In normal times, Wix said, food banks ask for a person’s name and address and, sometimes, the number of people in the household. This is not being done now because a state of emergency has been declared, she said.
At the Salvation Army, Lori Cork said every program and every service the army provides has increased due to COVID-19
“The events of recent weeks have changed the climate and culture in which a new demand for service is unfolding,” Cork said. “The requests for assistance are increasing at an alarming rate for basic human necessities. People who have never asked for help before are calling seeking assistance.”
Instead of the usual 100 bags of groceries provided a week, the Salvation Army now provides 200 bags a week. “There is a 448 percent increase in the weekly demand for food assistance,” she said.
Last year the Salvation Army served 9,500 hot meals. This year so far it has served 15,000 meals in the form of to-go meals, a Sunday lunch and food to first responders at a COVID-19 testing site.
Cork said about 355 meals a week are being served from the agency’s mobile canteen feeding truck.
“We anticipate that the need for our services will continue to rise in the coming months due to the continued impact on our economy,” Cork said.
State Also Feels Demand
Food banks aren’t alone in feeling a crunch as a result of the coronavirus. The Alabama Department of Human Resources had a 14% increase in its food assistance program for the first two weeks of April.
“We typically receive about 28,000 applications in a given month,” DHR communications director Daniel Sparkman said Wednesday. “We have received more than 32,000 internet applications in the past two weeks.”
The department oversees the federal Supplemental Nutrition Assistance Program, also called food stamps.
“All Alabama DHR offices are focused on processing the increase in applications in a timely manner and getting these needed benefits to those Alabamians who are eligible for them,” Sparkman said.
Publix and Subaru Step Up
There is some light on the horizon for food banks. Last week, Publix announced it will buy fresh produce and milk to help farmers who have been hurt by the pandemic. The supermarket chain will donate these products to Feeding America member food banks operating in the communities they serve.

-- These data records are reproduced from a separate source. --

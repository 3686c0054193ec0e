//! Descriptor-scoped I/O and whole-file transfer.
//!
//! Reads and writes are split into begin/finish pairs (see
//! [`crate::pending`]) so callers can overlap local work with server
//! latency; the plain methods are begin-then-finish.

use chirp_proto::{OpenFlags, Request, Stat, MAX_CHUNK};
use chirp_transport::Deadline;
use tokio::io::{AsyncRead, AsyncWrite};

use crate::error::Result;
use crate::pending::{PendingAck, PendingRead, PendingStat, PendingWrite};
use crate::session::Session;

impl Session {
    /// Opens a remote file, returning the descriptor and its stat record.
    ///
    /// The stat line is part of the same protocol turn as the descriptor;
    /// if it cannot be decoded the whole call is a connection fault even
    /// though the open nominally succeeded.
    pub async fn open(
        &mut self,
        path: &str,
        flags: OpenFlags,
        mode: i64,
        deadline: Deadline,
    ) -> Result<(i64, Stat)> {
        let request = Request::new("open")
            .path(path)
            .arg(flags.mode_string())
            .arg(mode);
        let fd = self.simple_command(request, deadline).await?;
        let stat = self.read_stat(deadline).await?;
        Ok((fd, stat))
    }

    pub async fn close(&mut self, fd: i64, deadline: Deadline) -> Result<i64> {
        self.simple_command(Request::new("close").arg(fd), deadline).await
    }

    /// Sends a positioned read request; the returned token's `finish`
    /// collects the payload.
    pub async fn pread_begin(
        &mut self,
        fd: i64,
        length: u64,
        offset: u64,
        deadline: Deadline,
    ) -> Result<PendingRead<'_>> {
        let request = Request::new("pread").arg(fd).arg(length).arg(offset);
        self.send_command(request, deadline).await?;
        Ok(PendingRead { session: self })
    }

    /// Positioned read into `buf`; returns the byte count.
    pub async fn pread(
        &mut self,
        fd: i64,
        buf: &mut [u8],
        offset: u64,
        deadline: Deadline,
    ) -> Result<u64> {
        let pending = self.pread_begin(fd, buf.len() as u64, offset, deadline).await?;
        pending.finish(buf, deadline).await
    }

    /// Sends a strided read request: `length` bytes total, in strides of
    /// `stride_length` every `stride_skip` bytes starting at `offset`.
    pub async fn sread_begin(
        &mut self,
        fd: i64,
        length: u64,
        stride_length: u64,
        stride_skip: u64,
        offset: u64,
        deadline: Deadline,
    ) -> Result<PendingRead<'_>> {
        let request = Request::new("sread")
            .arg(fd)
            .arg(length)
            .arg(stride_length)
            .arg(stride_skip)
            .arg(offset);
        self.send_command(request, deadline).await?;
        Ok(PendingRead { session: self })
    }

    /// Strided read into `buf`.
    pub async fn sread(
        &mut self,
        fd: i64,
        buf: &mut [u8],
        stride_length: u64,
        stride_skip: u64,
        offset: u64,
        deadline: Deadline,
    ) -> Result<u64> {
        let pending = self
            .sread_begin(fd, buf.len() as u64, stride_length, stride_skip, offset, deadline)
            .await?;
        pending.finish(buf, deadline).await
    }

    /// Sends a positioned write request and its payload.
    ///
    /// The payload is capped to the 16 MiB chunk limit; `sent()` on the
    /// returned token reports what actually went out. Callers split larger
    /// transfers across calls.
    pub async fn pwrite_begin(
        &mut self,
        fd: i64,
        buf: &[u8],
        offset: u64,
        deadline: Deadline,
    ) -> Result<PendingWrite<'_>> {
        let length = (buf.len() as u64).min(MAX_CHUNK);
        let request = Request::new("pwrite").arg(fd).arg(length).arg(offset);
        self.send_command(request, deadline).await?;
        self.write_payload(&buf[..length as usize], deadline).await?;
        Ok(PendingWrite { session: self, sent: length })
    }

    /// Positioned write; returns the acknowledged byte count.
    pub async fn pwrite(
        &mut self,
        fd: i64,
        buf: &[u8],
        offset: u64,
        deadline: Deadline,
    ) -> Result<i64> {
        let pending = self.pwrite_begin(fd, buf, offset, deadline).await?;
        pending.finish(deadline).await
    }

    /// Sends a strided write request and its payload, capped like
    /// [`Session::pwrite_begin`].
    pub async fn swrite_begin(
        &mut self,
        fd: i64,
        buf: &[u8],
        stride_length: u64,
        stride_skip: u64,
        offset: u64,
        deadline: Deadline,
    ) -> Result<PendingWrite<'_>> {
        let length = (buf.len() as u64).min(MAX_CHUNK);
        let request = Request::new("swrite")
            .arg(fd)
            .arg(length)
            .arg(stride_length)
            .arg(stride_skip)
            .arg(offset);
        self.send_command(request, deadline).await?;
        self.write_payload(&buf[..length as usize], deadline).await?;
        Ok(PendingWrite { session: self, sent: length })
    }

    /// Strided write; returns the acknowledged byte count.
    pub async fn swrite(
        &mut self,
        fd: i64,
        buf: &[u8],
        stride_length: u64,
        stride_skip: u64,
        offset: u64,
        deadline: Deadline,
    ) -> Result<i64> {
        let pending = self
            .swrite_begin(fd, buf, stride_length, stride_skip, offset, deadline)
            .await?;
        pending.finish(deadline).await
    }

    pub async fn fchmod(&mut self, fd: i64, mode: i64, deadline: Deadline) -> Result<i64> {
        self.simple_command(Request::new("fchmod").arg(fd).arg(mode), deadline).await
    }

    pub async fn fchown(&mut self, fd: i64, uid: i64, gid: i64, deadline: Deadline) -> Result<i64> {
        self.simple_command(Request::new("fchown").arg(fd).arg(uid).arg(gid), deadline)
            .await
    }

    pub async fn ftruncate(&mut self, fd: i64, length: i64, deadline: Deadline) -> Result<i64> {
        self.simple_command(Request::new("ftruncate").arg(fd).arg(length), deadline)
            .await
    }

    pub async fn fstat_begin(&mut self, fd: i64, deadline: Deadline) -> Result<PendingStat<'_>> {
        self.send_command(Request::new("fstat").arg(fd), deadline).await?;
        Ok(PendingStat { session: self })
    }

    pub async fn fstat(&mut self, fd: i64, deadline: Deadline) -> Result<Stat> {
        let pending = self.fstat_begin(fd, deadline).await?;
        pending.finish(deadline).await
    }

    pub async fn fsync_begin(&mut self, fd: i64, deadline: Deadline) -> Result<PendingAck<'_>> {
        self.send_command(Request::new("fsync").arg(fd), deadline).await?;
        Ok(PendingAck { session: self })
    }

    pub async fn fsync(&mut self, fd: i64, deadline: Deadline) -> Result<i64> {
        let pending = self.fsync_begin(fd, deadline).await?;
        pending.finish(deadline).await
    }

    /// Fetches a whole file into `sink`; returns the byte length.
    ///
    /// A transfer that ends short of the announced length breaks the
    /// session.
    pub async fn getfile(
        &mut self,
        path: &str,
        sink: &mut (impl AsyncWrite + Unpin),
        deadline: Deadline,
    ) -> Result<u64> {
        let length = self
            .simple_command(Request::new("getfile").path(path), deadline)
            .await? as u64;
        let link = self.link_mut();
        match link.stream_to(sink, length, deadline).await {
            Ok(()) => Ok(length),
            Err(_) => self.fault(),
        }
    }

    /// Fetches a whole file into a freshly allocated buffer.
    pub async fn getfile_buffer(&mut self, path: &str, deadline: Deadline) -> Result<Vec<u8>> {
        let length = self
            .simple_command(Request::new("getfile").path(path), deadline)
            .await? as usize;
        let mut buffer = vec![0u8; length];
        self.read_payload(&mut buffer, deadline).await?;
        Ok(buffer)
    }

    /// Stores `length` bytes from `source` as a whole file.
    ///
    /// The length is sent up front; a source that cannot supply exactly
    /// that many bytes leaves a short payload on the wire, which is fatal
    /// for the connection and never retried.
    pub async fn putfile(
        &mut self,
        path: &str,
        source: &mut (impl AsyncRead + Unpin),
        mode: i64,
        length: u64,
        deadline: Deadline,
    ) -> Result<i64> {
        let request = Request::new("putfile").path(path).arg(mode).arg(length);
        self.simple_command(request, deadline).await?;
        let link = self.link_mut();
        if link.stream_from(source, length, deadline).await.is_err() {
            return self.fault();
        }
        self.get_result(deadline).await
    }

    /// Stores a whole file from an in-memory buffer.
    pub async fn putfile_buffer(
        &mut self,
        path: &str,
        buf: &[u8],
        mode: i64,
        deadline: Deadline,
    ) -> Result<i64> {
        let request = Request::new("putfile").path(path).arg(mode).arg(buf.len());
        self.simple_command(request, deadline).await?;
        self.write_payload(buf, deadline).await?;
        self.get_result(deadline).await
    }

    /// Opens a best-effort streaming read of a file over the same
    /// connection. No length is framed; the stream runs until the server
    /// closes it.
    pub async fn getstream(&mut self, path: &str, deadline: Deadline) -> Result<i64> {
        self.simple_command(Request::new("getstream").path(path), deadline).await
    }

    /// Reads whatever streamed bytes are currently available; 0 means the
    /// server finished the stream.
    pub async fn getstream_read(&mut self, buf: &mut [u8], deadline: Deadline) -> Result<usize> {
        if self.is_broken() {
            return self.fault();
        }
        let link = self.link_mut();
        match link.read_available(buf, deadline).await {
            Ok(n) => Ok(n),
            Err(_) => self.fault(),
        }
    }

    /// Opens a best-effort streaming write to a file.
    pub async fn putstream(&mut self, path: &str, deadline: Deadline) -> Result<i64> {
        self.simple_command(Request::new("putstream").path(path), deadline).await
    }

    /// Appends bytes to an open put-stream.
    pub async fn putstream_write(&mut self, data: &[u8], deadline: Deadline) -> Result<usize> {
        self.write_payload(data, deadline).await?;
        Ok(data.len())
    }
}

The Community Food Bank of Central Alabama is a Feeding America member.
Publix estimates 150,000 pounds of produce and 43,500 gallons of milk will be purchased and donated in the program’s first week.
The initiative is expected to run several weeks and will support Florida produce farmers, southeastern dairy farmers and the growing number of families looking to Feeding America for fresh fruit, vegetables and milk during the coronavirus pandemic.
A “thank you” message was tweeted to the Florida-based grocery chain Thursday from Vice President Mike Pence.
Also this week, Subaru announced that it and its retailers are making a donation to provide 50 million meals to Feeding America. Subaru plans to make the donations to 199 food banks across the country, including in Alabama.